Everything good, everything precious, had been within his grasp. Now it was gone, and there was nothing he could do to fix that, nothing at all.
They were less than three miles from the river when Carly noticed the storm clouds. It looked like a major front coming in and everything inside her plummeted.
She didn’t need this now! There was Scorpion and Jack to deal with, and everything Rawley had told her last night. Her heart was tied in knots, and even though she had lost a handful of steers at the North Canadian, she still had 355 animals to contend with, not to mention the horses and the guests. She couldn’t take much more.
She felt herself getting hysterical. It took a physical effort to keep herself in control.
“What’s the matter?”
She flinched at Jack’s voice and looked over as he came up beside her. Just treat him civilly, professionally, she told herself. No matter what else lay between them—a chasm now— there was still the matter of Scorpion, so he had a right to know.
“Scratch what I said about nothing but dry land standing between us and the Cimarron,” she said expressionlessly.
He started to ask her what she meant, then he noticed the clouds as well. And in that moment he knew exactly what Scorpion had been waiting for.
The assassin had believed Carly about the storm she had blamed for their early departure. Or at least Scorpion hadn’t discounted that possibility. And he was going to use it.

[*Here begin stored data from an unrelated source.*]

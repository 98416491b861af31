//! End-to-end tests of the ledger operations against a real SQLite file.
//!
//! Every test runs on a `ManualClock` so day boundaries, retention windows
//! and cooldowns are deterministic.

use chrono::{Duration, TimeZone, Utc};
use quota_ledger::auth::Caller;
use quota_ledger::billing;
use quota_ledger::chat::NewMessage;
use quota_ledger::clock::{Clock, ManualClock};
use quota_ledger::config::Config;
use quota_ledger::content::IngestOutcome;
use quota_ledger::events::AccountEvent;
use quota_ledger::models::{
    JobStatus, ProcessingMetrics, SubscriptionStatus, Tier, UsageRecord,
};
use quota_ledger::profiles::ProvisionOutcome;
use quota_ledger::training::{AdvancePayload, AutoTrainOutcome, JobRequest};
use quota_ledger::{Ledger, LedgerError};
use std::sync::Arc;
use tempfile::TempDir;

const SERVICE: Caller = Caller::Service;

fn test_config(tmp: &TempDir) -> Config {
    Config::with_db_path(tmp.path().join("data").join("ledger.sqlite"))
}

fn start_clock() -> Arc<ManualClock> {
    Arc::new(ManualClock::new(
        Utc.with_ymd_and_hms(2024, 6, 15, 12, 0, 0).unwrap(),
    ))
}

async fn open(cfg: &Config, clock: &Arc<ManualClock>) -> Ledger {
    let clock: Arc<dyn Clock> = clock.clone();
    Ledger::open_with_clock(cfg, clock).await.unwrap()
}

fn job(name: &str, model: &str) -> JobRequest {
    JobRequest {
        name: name.to_string(),
        model_name: model.to_string(),
        source_filter: None,
        config: serde_json::json!({}),
    }
}

fn usage(user: &str, tokens: i64) -> UsageRecord {
    UsageRecord {
        user_id: user.to_string(),
        endpoint: "/chat".to_string(),
        tokens,
        latency_ms: 120,
        status_code: 200,
    }
}

fn scored(score: f64) -> ProcessingMetrics {
    ProcessingMetrics {
        quality_score: Some(score),
        ..Default::default()
    }
}

fn completed(path: &str) -> AdvancePayload {
    AdvancePayload {
        model_path: Some(path.to_string()),
        error_message: None,
    }
}

fn failed(message: &str) -> AdvancePayload {
    AdvancePayload {
        model_path: None,
        error_message: Some(message.to_string()),
    }
}

async fn ingest(ledger: &Ledger, source: &str, url: &str, text: &str) -> String {
    match ledger
        .ingest_raw_document(&SERVICE, source, url, None, text)
        .await
        .unwrap()
    {
        IngestOutcome::Created { id } => id,
        other => panic!("expected created, got {:?}", other),
    }
}

// ─── Scenario ───────────────────────────────────────────────────────

#[tokio::test]
async fn test_end_to_end_scenario() {
    let tmp = TempDir::new().unwrap();
    let clock = start_clock();
    let ledger = open(&test_config(&tmp), &clock).await;

    let first = ledger
        .ingest_raw_document(&SERVICE, "tech_news", "u1", None, "Hello World")
        .await
        .unwrap();
    let IngestOutcome::Created { id: first_id } = first.clone() else {
        panic!("expected created, got {:?}", first);
    };
    let second = ledger
        .ingest_raw_document(&SERVICE, "tech_news", "u2", None, "Hello World")
        .await
        .unwrap();
    assert_eq!(
        second,
        IngestOutcome::Duplicate {
            existing_id: first_id.clone()
        }
    );
    assert_eq!(ledger.content().count(None).await.unwrap(), 1);

    let raw = ledger.content().get(&SERVICE, &first_id).await.unwrap();
    assert_eq!(
        raw.content_hash,
        "a591a6d40bf420404a011733cfb7b190d62c65bf0bcda32b57b277d9ad9f146e"
    );

    for tokens in [10, 20, 5] {
        ledger
            .record_api_usage(&SERVICE, &usage("U1", tokens))
            .await
            .unwrap();
    }
    let quota = ledger.get_user_quota(&SERVICE, "U1").await.unwrap();
    assert_eq!(quota.requests_today, 3);
    assert_eq!(quota.tokens_today, 35);

    let j1 = ledger
        .trigger_training_job(&SERVICE, job("job-A", "m1"))
        .await
        .unwrap();
    assert_eq!(j1.status, JobStatus::Pending);

    let again = ledger
        .trigger_training_job(&SERVICE, job("job-A2", "m1"))
        .await;
    assert!(matches!(again, Err(LedgerError::Conflict(_))));

    let done = ledger
        .advance_training_job(&SERVICE, &j1.id, JobStatus::Completed, completed("/models/m1-v2"))
        .await
        .unwrap();
    assert_eq!(done.status, JobStatus::Completed);
    assert_eq!(done.model_path.as_deref(), Some("/models/m1-v2"));
    assert!(done.error_message.is_none());
    assert!(done.completed_at.is_some());

    let j2 = ledger
        .trigger_training_job(&SERVICE, job("job-B", "m1"))
        .await
        .unwrap();
    assert_ne!(j2.id, j1.id);
}

// ─── Content ────────────────────────────────────────────────────────

#[tokio::test]
async fn test_url_rescraped_with_new_text_is_conflict() {
    let tmp = TempDir::new().unwrap();
    let clock = start_clock();
    let ledger = open(&test_config(&tmp), &clock).await;

    let id = ingest(&ledger, "blog", "https://example.com/a", "first version").await;
    let outcome = ledger
        .ingest_raw_document(&SERVICE, "blog", "https://example.com/a", None, "second version")
        .await
        .unwrap();
    assert_eq!(outcome, IngestOutcome::Conflict { existing_id: id.clone() });

    let stored = ledger.content().get(&SERVICE, &id).await.unwrap();
    assert_eq!(stored.text, "first version");
    assert_eq!(ledger.content().count(Some("blog")).await.unwrap(), 1);
}

#[tokio::test]
async fn test_same_url_same_text_is_duplicate() {
    let tmp = TempDir::new().unwrap();
    let clock = start_clock();
    let ledger = open(&test_config(&tmp), &clock).await;

    let id = ingest(&ledger, "blog", "u1", "body").await;
    let outcome = ledger
        .ingest_raw_document(&SERVICE, "blog", "u1", None, "body")
        .await
        .unwrap();
    assert_eq!(outcome, IngestOutcome::Duplicate { existing_id: id });
}

#[tokio::test]
async fn test_empty_source_rejected() {
    let tmp = TempDir::new().unwrap();
    let clock = start_clock();
    let ledger = open(&test_config(&tmp), &clock).await;

    let err = ledger
        .ingest_raw_document(&SERVICE, " ", "u1", None, "body")
        .await
        .unwrap_err();
    assert!(matches!(err, LedgerError::InvalidInput(_)));
}

// ─── Processing ─────────────────────────────────────────────────────

#[tokio::test]
async fn test_processing_requires_existing_raw_document() {
    let tmp = TempDir::new().unwrap();
    let clock = start_clock();
    let ledger = open(&test_config(&tmp), &clock).await;

    let err = ledger
        .record_processed_document(&SERVICE, "missing", "text", scored(0.9))
        .await
        .unwrap_err();
    assert!(matches!(err, LedgerError::NotFound(_)));
}

#[tokio::test]
async fn test_processing_readiness_threshold() {
    let tmp = TempDir::new().unwrap();
    let clock = start_clock();
    let ledger = open(&test_config(&tmp), &clock).await;

    let good = ingest(&ledger, "news", "u1", "good text").await;
    let poor = ingest(&ledger, "news", "u2", "poor text").await;

    let recorded = ledger
        .record_processed_document(&SERVICE, &good, "good text", scored(0.6))
        .await
        .unwrap();
    assert!(recorded.document.training_ready);
    assert_eq!(
        recorded.auto_train,
        Some(AutoTrainOutcome::BelowThreshold {
            ready: 1,
            threshold: 1000
        })
    );

    let recorded = ledger
        .record_processed_document(&SERVICE, &poor, "poor text", scored(0.59))
        .await
        .unwrap();
    assert!(!recorded.document.training_ready);
    assert!(recorded.auto_train.is_none());
}

#[tokio::test]
async fn test_processing_second_record_conflicts() {
    let tmp = TempDir::new().unwrap();
    let clock = start_clock();
    let ledger = open(&test_config(&tmp), &clock).await;

    let raw = ingest(&ledger, "news", "u1", "text").await;
    ledger
        .record_processed_document(&SERVICE, &raw, "text", scored(0.3))
        .await
        .unwrap();
    let err = ledger
        .record_processed_document(&SERVICE, &raw, "text again", scored(0.9))
        .await
        .unwrap_err();
    assert!(matches!(err, LedgerError::Conflict(_)));
}

#[tokio::test]
async fn test_processing_rejects_out_of_range_score() {
    let tmp = TempDir::new().unwrap();
    let clock = start_clock();
    let ledger = open(&test_config(&tmp), &clock).await;

    let raw = ingest(&ledger, "news", "u1", "text").await;
    let err = ledger
        .record_processed_document(&SERVICE, &raw, "text", scored(1.5))
        .await
        .unwrap_err();
    assert!(matches!(err, LedgerError::InvalidInput(_)));
}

Suddenly Jack knew something else. He knew why Scorpion had not tried harder to get Carly alone in all the days that had just passed. It hadn’t been necessary. He wasn’t going to try to win her heart all over again—that had been clear after the first couple of days. But Jack realized now that he wasn’t even going to reveal himself and ask her to run away with him. Not at the last moment. Not at all—not until they were already gone.
He was simply going to take her whether Carly Castagne was willing to go with him or not.

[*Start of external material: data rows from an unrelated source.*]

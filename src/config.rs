use anyhow::{Context, Result};
use serde::Deserialize;
use std::path::{Path, PathBuf};

use crate::models::Tier;

/// Upper bounds keep every window representable as a millisecond offset.
const MAX_RETENTION_DAYS: i64 = 36_500;
const MAX_COOLDOWN_HOURS: i64 = 8_760;
const MAX_INTERVAL_HOURS: u64 = 8_760;
const MAX_TOLERANCE_SECS: i64 = 86_400;

#[derive(Debug, Deserialize, Clone)]
pub struct Config {
    pub db: DbConfig,
    #[serde(default)]
    pub processing: ProcessingConfig,
    #[serde(default)]
    pub auto_train: AutoTrainConfig,
    #[serde(default)]
    pub quota: QuotaConfig,
    #[serde(default)]
    pub retention: RetentionConfig,
    #[serde(default)]
    pub server: ServerConfig,
    #[serde(default)]
    pub billing: BillingConfig,
}

#[derive(Debug, Deserialize, Clone)]
pub struct DbConfig {
    pub path: PathBuf,
}

#[derive(Debug, Deserialize, Clone)]
pub struct ProcessingConfig {
    #[serde(default = "default_quality_threshold")]
    pub quality_threshold: f64,
    #[serde(default)]
    pub min_tokens: usize,
}

impl Default for ProcessingConfig {
    fn default() -> Self {
        Self {
            quality_threshold: default_quality_threshold(),
            min_tokens: 0,
        }
    }
}

fn default_quality_threshold() -> f64 {
    0.6
}

#[derive(Debug, Deserialize, Clone)]
pub struct AutoTrainConfig {
    #[serde(default = "default_true")]
    pub enabled: bool,
    #[serde(default = "default_auto_train_threshold")]
    pub threshold: i64,
    #[serde(default = "default_model_name")]
    pub model_name: String,
    #[serde(default = "default_cooldown_hours")]
    pub cooldown_hours: i64,
}

impl Default for AutoTrainConfig {
    fn default() -> Self {
        Self {
            enabled: true,
            threshold: default_auto_train_threshold(),
            model_name: default_model_name(),
            cooldown_hours: default_cooldown_hours(),
        }
    }
}

fn default_true() -> bool {
    true
}
fn default_auto_train_threshold() -> i64 {
    1000
}
fn default_model_name() -> String {
    "chat-base".to_string()
}
fn default_cooldown_hours() -> i64 {
    24
}

/// Per-tier ceilings. Enforced by the serving layer, never by the ledger.
#[derive(Debug, Deserialize, Clone, Copy, PartialEq, Eq)]
pub struct QuotaLimits {
    pub requests_per_day: i64,
    pub tokens_per_day: i64,
}

#[derive(Debug, Deserialize, Clone)]
pub struct QuotaConfig {
    #[serde(default = "default_free_limits")]
    pub free: QuotaLimits,
    #[serde(default = "default_pro_limits")]
    pub pro: QuotaLimits,
}

impl Default for QuotaConfig {
    fn default() -> Self {
        Self {
            free: default_free_limits(),
            pro: default_pro_limits(),
        }
    }
}

impl QuotaConfig {
    pub fn limits_for(&self, tier: Tier) -> QuotaLimits {
        match tier {
            Tier::Free => self.free,
            Tier::Pro => self.pro,
        }
    }
}

fn default_free_limits() -> QuotaLimits {
    QuotaLimits {
        requests_per_day: 100,
        tokens_per_day: 50_000,
    }
}
fn default_pro_limits() -> QuotaLimits {
    QuotaLimits {
        requests_per_day: 10_000,
        tokens_per_day: 1_000_000,
    }
}

#[derive(Debug, Deserialize, Clone)]
pub struct RetentionConfig {
    #[serde(default = "default_usage_days")]
    pub usage_days: i64,
    #[serde(default = "default_failed_job_days")]
    pub failed_job_days: i64,
    #[serde(default = "default_max_documents_per_source")]
    pub max_documents_per_source: i64,
    #[serde(default = "default_interval_hours")]
    pub interval_hours: u64,
}

impl Default for RetentionConfig {
    fn default() -> Self {
        Self {
            usage_days: default_usage_days(),
            failed_job_days: default_failed_job_days(),
            max_documents_per_source: default_max_documents_per_source(),
            interval_hours: default_interval_hours(),
        }
    }
}

fn default_usage_days() -> i64 {
    30
}
fn default_failed_job_days() -> i64 {
    7
}
fn default_max_documents_per_source() -> i64 {
    10_000
}
fn default_interval_hours() -> u64 {
    24
}

#[derive(Debug, Deserialize, Clone)]
pub struct ServerConfig {
    #[serde(default = "default_bind")]
    pub bind: String,
    /// Bearer token identifying the trusted service caller.
    #[serde(default)]
    pub service_token: Option<String>,
}

impl Default for ServerConfig {
    fn default() -> Self {
        Self {
            bind: default_bind(),
            service_token: None,
        }
    }
}

fn default_bind() -> String {
    "127.0.0.1:7440".to_string()
}

#[derive(Debug, Deserialize, Clone)]
pub struct BillingConfig {
    #[serde(default)]
    pub webhook_secret: Option<String>,
    #[serde(default = "default_tolerance_secs")]
    pub tolerance_secs: i64,
}

impl Default for BillingConfig {
    fn default() -> Self {
        Self {
            webhook_secret: None,
            tolerance_secs: default_tolerance_secs(),
        }
    }
}

fn default_tolerance_secs() -> i64 {
    300
}

impl Config {
    /// Config with every section at its default, rooted at `db_path`.
    pub fn with_db_path(db_path: impl Into<PathBuf>) -> Self {
        Self {
            db: DbConfig {
                path: db_path.into(),
            },
            processing: ProcessingConfig::default(),
            auto_train: AutoTrainConfig::default(),
            quota: QuotaConfig::default(),
            retention: RetentionConfig::default(),
            server: ServerConfig::default(),
            billing: BillingConfig::default(),
        }
    }

    pub fn validate(&self) -> Result<()> {
        if !(0.0..=1.0).contains(&self.processing.quality_threshold) {
            anyhow::bail!("processing.quality_threshold must be in [0.0, 1.0]");
        }

        if self.auto_train.threshold < 1 {
            anyhow::bail!("auto_train.threshold must be >= 1");
        }
        if self.auto_train.model_name.trim().is_empty() {
            anyhow::bail!("auto_train.model_name must not be empty");
        }
        if !(0..=MAX_COOLDOWN_HOURS).contains(&self.auto_train.cooldown_hours) {
            anyhow::bail!(
                "auto_train.cooldown_hours must be in [0, {}]",
                MAX_COOLDOWN_HOURS
            );
        }

        for (tier, limits) in [("free", &self.quota.free), ("pro", &self.quota.pro)] {
            if limits.requests_per_day < 0 || limits.tokens_per_day < 0 {
                anyhow::bail!("quota.{} limits must be >= 0", tier);
            }
        }

        if !(1..=MAX_RETENTION_DAYS).contains(&self.retention.usage_days) {
            anyhow::bail!("retention.usage_days must be in [1, {}]", MAX_RETENTION_DAYS);
        }
        if !(1..=MAX_RETENTION_DAYS).contains(&self.retention.failed_job_days) {
            anyhow::bail!(
                "retention.failed_job_days must be in [1, {}]",
                MAX_RETENTION_DAYS
            );
        }
        if self.retention.max_documents_per_source < 1 {
            anyhow::bail!("retention.max_documents_per_source must be >= 1");
        }
        if !(1..=MAX_INTERVAL_HOURS).contains(&self.retention.interval_hours) {
            anyhow::bail!(
                "retention.interval_hours must be in [1, {}]",
                MAX_INTERVAL_HOURS
            );
        }

        if !(0..=MAX_TOLERANCE_SECS).contains(&self.billing.tolerance_secs) {
            anyhow::bail!(
                "billing.tolerance_secs must be in [0, {}]",
                MAX_TOLERANCE_SECS
            );
        }

        Ok(())
    }
}

pub fn load_config(path: &Path) -> Result<Config> {
    let content = std::fs::read_to_string(path)
        .with_context(|| format!("Failed to read config file: {}", path.display()))?;

    let config: Config = toml::from_str(&content).with_context(|| "Failed to parse config file")?;
    config.validate()?;

    Ok(config)
}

Jack’s heart stalled. Things kept clicking into place. Why did he need the storm?
Because he must know that Jack Fain was Gemini, and he hadn’t left yet, couldn’t leave, until he’d left no trace of his passing behind. He would have to kill Jack first, and the confusion of a storm was the perfect opportunity.

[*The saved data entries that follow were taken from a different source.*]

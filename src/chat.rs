//! Append-only chat history, scoped to the owning user.

use sqlx::{Row, SqlitePool};
use std::sync::Arc;
use uuid::Uuid;

use crate::auth::Caller;
use crate::clock::Clock;
use crate::error::{LedgerError, Result};
use crate::models::{ChatMessage, ChatSession};

/// One exchange to append to a session.
#[derive(Debug, Clone, serde::Deserialize)]
pub struct NewMessage {
    pub user_message: String,
    pub bot_response: String,
    #[serde(default)]
    pub tokens: i64,
    #[serde(default)]
    pub latency_ms: i64,
    #[serde(default)]
    pub model_version: Option<String>,
}

#[derive(Clone)]
pub struct ChatHistory {
    pool: SqlitePool,
    clock: Arc<dyn Clock>,
}

impl ChatHistory {
    pub fn new(pool: SqlitePool, clock: Arc<dyn Clock>) -> Self {
        Self { pool, clock }
    }

    pub async fn create_session(
        &self,
        caller: &Caller,
        user_id: &str,
        model_version: Option<&str>,
    ) -> Result<ChatSession> {
        caller.require_owner(user_id)?;
        let session = ChatSession {
            id: Uuid::new_v4().to_string(),
            user_id: user_id.to_string(),
            model_version: model_version.map(str::to_string),
            created_at: self.clock.now_millis(),
        };
        sqlx::query(
            "INSERT INTO chat_sessions (id, user_id, model_version, created_at) VALUES (?, ?, ?, ?)",
        )
        .bind(&session.id)
        .bind(&session.user_id)
        .bind(&session.model_version)
        .bind(session.created_at)
        .execute(&self.pool)
        .await?;
        Ok(session)
    }

    pub async fn append_message(
        &self,
        caller: &Caller,
        session_id: &str,
        message: NewMessage,
    ) -> Result<ChatMessage> {
        let owner = self.session_owner(session_id).await?;
        caller.require_owner(&owner)?;

        let msg = ChatMessage {
            id: Uuid::new_v4().to_string(),
            session_id: session_id.to_string(),
            user_id: owner,
            user_message: message.user_message,
            bot_response: message.bot_response,
            tokens: message.tokens.max(0),
            latency_ms: message.latency_ms.max(0),
            model_version: message.model_version,
            created_at: self.clock.now_millis(),
        };
        sqlx::query(
            r#"
            INSERT INTO chat_messages (id, session_id, user_id, user_message, bot_response,
                                       tokens_used, latency_ms, model_version, created_at)
            VALUES (?, ?, ?, ?, ?, ?, ?, ?, ?)
            "#,
        )
        .bind(&msg.id)
        .bind(&msg.session_id)
        .bind(&msg.user_id)
        .bind(&msg.user_message)
        .bind(&msg.bot_response)
        .bind(msg.tokens)
        .bind(msg.latency_ms)
        .bind(&msg.model_version)
        .bind(msg.created_at)
        .execute(&self.pool)
        .await?;
        Ok(msg)
    }

    /// Newest first.
    pub async fn list_messages(
        &self,
        caller: &Caller,
        session_id: &str,
        limit: i64,
    ) -> Result<Vec<ChatMessage>> {
        let owner = self.session_owner(session_id).await?;
        caller.require_owner(&owner)?;

        let rows = sqlx::query(
            r#"
            SELECT id, session_id, user_id, user_message, bot_response, tokens_used,
                   latency_ms, model_version, created_at
            FROM chat_messages
            WHERE session_id = ?
            ORDER BY created_at DESC, rowid DESC
            LIMIT ?
            "#,
        )
        .bind(session_id)
        .bind(limit.max(1))
        .fetch_all(&self.pool)
        .await?;

        Ok(rows
            .iter()
            .map(|row| ChatMessage {
                id: row.get("id"),
                session_id: row.get("session_id"),
                user_id: row.get("user_id"),
                user_message: row.get("user_message"),
                bot_response: row.get("bot_response"),
                tokens: row.get("tokens_used"),
                latency_ms: row.get("latency_ms"),
                model_version: row.get("model_version"),
                created_at: row.get("created_at"),
            })
            .collect())
    }

    async fn session_owner(&self, session_id: &str) -> Result<String> {
        sqlx::query_scalar("SELECT user_id FROM chat_sessions WHERE id = ?")
            .bind(session_id)
            .fetch_optional(&self.pool)
            .await?
            .ok_or_else(|| LedgerError::NotFound(format!("chat session {}", session_id)))
    }
}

The business about Saturday had been more or less a red herring, convenient if it worked out, but not crucial if it didn’t. More than anything, Jack thought, the fire with the generator had probably been to draw Carly away from him, out of the parlor.
His heart started up again. It roared. “Over my dead body,” Jack breathed aloud. None of it would happen unless it was over his dead body.
“What?” Carly whispered back.
“Just hold on, cowgirl. All hell’s about to break loose.”
What was more, Jack realized, Scorpion wasn’t going to remove the money from the wagon. He was planning on taking the whole damned thing with him.
Carly finally halted the ride when the wind started to blow hard enough to flatten the spare tufts of grass. It moaned like a man dying, snatching her voice right out of her throat when she reined in to talk to Jack.
“I can’t take a chance on going any farther!” she shouted. “We have to find low ground!”
Jack flicked his gaze to the assassin, then back to her. “You mean like one of these chasms?”
Carly nodded. “There’s one straight ahead about a quarter of a mile. I remember it from the last trip. It’s big enough to protect everything.”
“You want to drive the herd and everything else down inside?”
“That’s the idea.”
Jack didn’t like it. If they were all trapped in a relatively enclosed area, making it impossible for the others to scatter and let Scorpion do his thing, then this was going to go down a whole lot worse. “No,” he said flatly.